<<<<

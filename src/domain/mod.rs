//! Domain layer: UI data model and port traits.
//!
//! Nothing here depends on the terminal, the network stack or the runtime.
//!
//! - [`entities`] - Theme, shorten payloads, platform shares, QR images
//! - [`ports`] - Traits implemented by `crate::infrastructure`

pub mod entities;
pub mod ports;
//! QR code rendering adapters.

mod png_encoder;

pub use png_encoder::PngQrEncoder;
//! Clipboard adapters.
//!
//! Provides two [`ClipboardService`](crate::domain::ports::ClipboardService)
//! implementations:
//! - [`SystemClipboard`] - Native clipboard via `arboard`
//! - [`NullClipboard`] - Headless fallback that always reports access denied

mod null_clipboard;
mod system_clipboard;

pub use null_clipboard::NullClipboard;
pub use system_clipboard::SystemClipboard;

>>>>
<<<<

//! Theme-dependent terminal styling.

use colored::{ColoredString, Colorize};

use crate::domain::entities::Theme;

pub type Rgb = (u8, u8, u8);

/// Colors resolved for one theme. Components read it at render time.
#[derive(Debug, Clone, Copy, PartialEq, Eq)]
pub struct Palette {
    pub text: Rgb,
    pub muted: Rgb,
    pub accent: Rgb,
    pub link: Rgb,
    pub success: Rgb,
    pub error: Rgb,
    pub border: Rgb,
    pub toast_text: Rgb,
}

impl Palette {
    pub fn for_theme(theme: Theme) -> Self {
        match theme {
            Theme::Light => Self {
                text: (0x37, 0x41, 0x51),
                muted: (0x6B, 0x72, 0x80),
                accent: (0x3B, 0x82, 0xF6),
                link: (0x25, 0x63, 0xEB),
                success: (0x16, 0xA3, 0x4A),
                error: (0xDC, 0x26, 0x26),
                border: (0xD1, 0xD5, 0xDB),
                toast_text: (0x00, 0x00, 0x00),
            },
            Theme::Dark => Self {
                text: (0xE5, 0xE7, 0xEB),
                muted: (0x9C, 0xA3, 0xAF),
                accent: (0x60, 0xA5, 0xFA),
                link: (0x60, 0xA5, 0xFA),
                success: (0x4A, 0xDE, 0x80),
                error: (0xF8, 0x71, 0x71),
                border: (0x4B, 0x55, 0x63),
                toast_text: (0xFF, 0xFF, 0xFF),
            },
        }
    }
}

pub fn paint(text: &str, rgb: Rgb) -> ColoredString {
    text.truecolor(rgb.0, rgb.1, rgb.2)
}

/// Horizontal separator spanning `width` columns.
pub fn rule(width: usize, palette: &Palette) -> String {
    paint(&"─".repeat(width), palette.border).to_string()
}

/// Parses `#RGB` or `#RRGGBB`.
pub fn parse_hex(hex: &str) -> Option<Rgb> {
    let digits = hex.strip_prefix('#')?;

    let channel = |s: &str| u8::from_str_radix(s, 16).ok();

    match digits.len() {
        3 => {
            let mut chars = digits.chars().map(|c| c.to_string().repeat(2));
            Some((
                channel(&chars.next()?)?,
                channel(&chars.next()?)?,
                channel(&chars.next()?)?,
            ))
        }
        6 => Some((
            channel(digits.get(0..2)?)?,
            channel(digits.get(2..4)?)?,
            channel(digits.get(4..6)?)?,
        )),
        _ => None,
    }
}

>>>>
<<<<

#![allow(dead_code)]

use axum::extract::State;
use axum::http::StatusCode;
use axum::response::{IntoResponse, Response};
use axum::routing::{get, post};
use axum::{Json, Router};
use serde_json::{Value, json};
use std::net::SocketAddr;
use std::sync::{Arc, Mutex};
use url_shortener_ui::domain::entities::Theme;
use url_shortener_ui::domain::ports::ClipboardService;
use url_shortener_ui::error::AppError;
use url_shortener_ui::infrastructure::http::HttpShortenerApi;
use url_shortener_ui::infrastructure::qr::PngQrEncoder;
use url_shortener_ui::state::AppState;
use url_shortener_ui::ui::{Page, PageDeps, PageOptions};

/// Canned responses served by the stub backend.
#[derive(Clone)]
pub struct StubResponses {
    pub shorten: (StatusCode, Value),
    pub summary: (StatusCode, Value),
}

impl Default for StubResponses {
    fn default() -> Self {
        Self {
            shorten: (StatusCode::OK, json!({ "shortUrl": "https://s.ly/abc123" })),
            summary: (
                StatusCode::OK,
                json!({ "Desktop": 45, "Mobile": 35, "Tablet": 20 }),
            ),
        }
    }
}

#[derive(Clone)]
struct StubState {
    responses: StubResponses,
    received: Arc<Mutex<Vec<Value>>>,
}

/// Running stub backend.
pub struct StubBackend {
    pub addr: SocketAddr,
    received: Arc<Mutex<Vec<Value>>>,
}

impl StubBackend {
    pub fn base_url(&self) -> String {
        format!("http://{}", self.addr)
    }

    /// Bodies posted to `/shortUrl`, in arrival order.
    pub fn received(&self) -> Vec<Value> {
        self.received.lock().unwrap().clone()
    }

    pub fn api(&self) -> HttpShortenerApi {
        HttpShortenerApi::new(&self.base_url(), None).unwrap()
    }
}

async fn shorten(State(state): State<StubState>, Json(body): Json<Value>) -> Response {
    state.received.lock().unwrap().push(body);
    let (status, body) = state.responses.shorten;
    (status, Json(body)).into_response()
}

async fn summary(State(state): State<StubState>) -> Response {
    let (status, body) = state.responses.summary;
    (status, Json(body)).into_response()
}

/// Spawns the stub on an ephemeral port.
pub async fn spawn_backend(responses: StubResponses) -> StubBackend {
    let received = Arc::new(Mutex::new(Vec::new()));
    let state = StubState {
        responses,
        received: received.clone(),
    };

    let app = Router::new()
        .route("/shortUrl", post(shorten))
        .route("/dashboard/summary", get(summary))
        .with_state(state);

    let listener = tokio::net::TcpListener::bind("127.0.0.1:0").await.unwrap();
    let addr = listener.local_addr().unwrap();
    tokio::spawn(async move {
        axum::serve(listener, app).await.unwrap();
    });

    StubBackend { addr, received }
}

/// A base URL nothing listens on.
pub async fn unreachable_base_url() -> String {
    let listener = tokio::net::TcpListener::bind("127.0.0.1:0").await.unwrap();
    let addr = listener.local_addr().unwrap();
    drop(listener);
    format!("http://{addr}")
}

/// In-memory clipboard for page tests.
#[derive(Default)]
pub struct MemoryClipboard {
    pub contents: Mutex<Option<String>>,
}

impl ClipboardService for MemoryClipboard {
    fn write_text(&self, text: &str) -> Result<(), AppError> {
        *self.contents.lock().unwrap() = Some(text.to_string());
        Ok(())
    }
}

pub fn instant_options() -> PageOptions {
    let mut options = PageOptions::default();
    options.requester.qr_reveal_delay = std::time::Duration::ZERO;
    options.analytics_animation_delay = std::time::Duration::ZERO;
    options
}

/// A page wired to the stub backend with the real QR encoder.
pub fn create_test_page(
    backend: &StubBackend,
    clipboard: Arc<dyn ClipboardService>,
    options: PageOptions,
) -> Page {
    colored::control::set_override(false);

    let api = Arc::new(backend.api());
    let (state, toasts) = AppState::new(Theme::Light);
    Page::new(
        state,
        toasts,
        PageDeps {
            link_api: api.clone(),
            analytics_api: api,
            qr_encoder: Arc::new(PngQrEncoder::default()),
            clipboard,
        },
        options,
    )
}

>>>>

### Activity
Could you transcribe the entries above word for word, from the line with "let (status, body) = state.responses.shorten;" down to the line with "let api = Arc::new(backend.api());", keeping both?

### Task answer
    let (status, body) = state.responses.shorten;
    (status, Json(body)).into_response()
}

async fn summary(State(state): State<StubState>) -> Response {
    let (status, body) = state.responses.summary;
    (status, Json(body)).into_response()
}

/// Spawns the stub on an ephemeral port.
pub async fn spawn_backend(responses: StubResponses) -> StubBackend {
    let received = Arc::new(Mutex::new(Vec::new()));
    let state = StubState {
        responses,
        received: received.clone(),
    };

    let app = Router::new()
        .route("/shortUrl", post(shorten))
        .route("/dashboard/summary", get(summary))
        .with_state(state);

    let listener = tokio::net::TcpListener::bind("127.0.0.1:0").await.unwrap();
    let addr = listener.local_addr().unwrap();
    tokio::spawn(async move {
        axum::serve(listener, app).await.unwrap();
    });

    StubBackend { addr, received }
}

/// A base URL nothing listens on.
pub async fn unreachable_base_url() -> String {
    let listener = tokio::net::TcpListener::bind("127.0.0.1:0").await.unwrap();
    let addr = listener.local_addr().unwrap();
    drop(listener);
    format!("http://{addr}")
}

/// In-memory clipboard for page tests.
#[derive(Default)]
pub struct MemoryClipboard {
    pub contents: Mutex<Option<String>>,
}

impl ClipboardService for MemoryClipboard {
    fn write_text(&self, text: &str) -> Result<(), AppError> {
        *self.contents.lock().unwrap() = Some(text.to_string());
        Ok(())
    }
}

pub fn instant_options() -> PageOptions {
    let mut options = PageOptions::default();
    options.requester.qr_reveal_delay = std::time::Duration::ZERO;
    options.analytics_animation_delay = std::time::Duration::ZERO;
    options
}

/// A page wired to the stub backend with the real QR encoder.
pub fn create_test_page(
    backend: &StubBackend,
    clipboard: Arc<dyn ClipboardService>,
    options: PageOptions,
) -> Page {
    colored::control::set_override(false);

    let api = Arc::new(backend.api());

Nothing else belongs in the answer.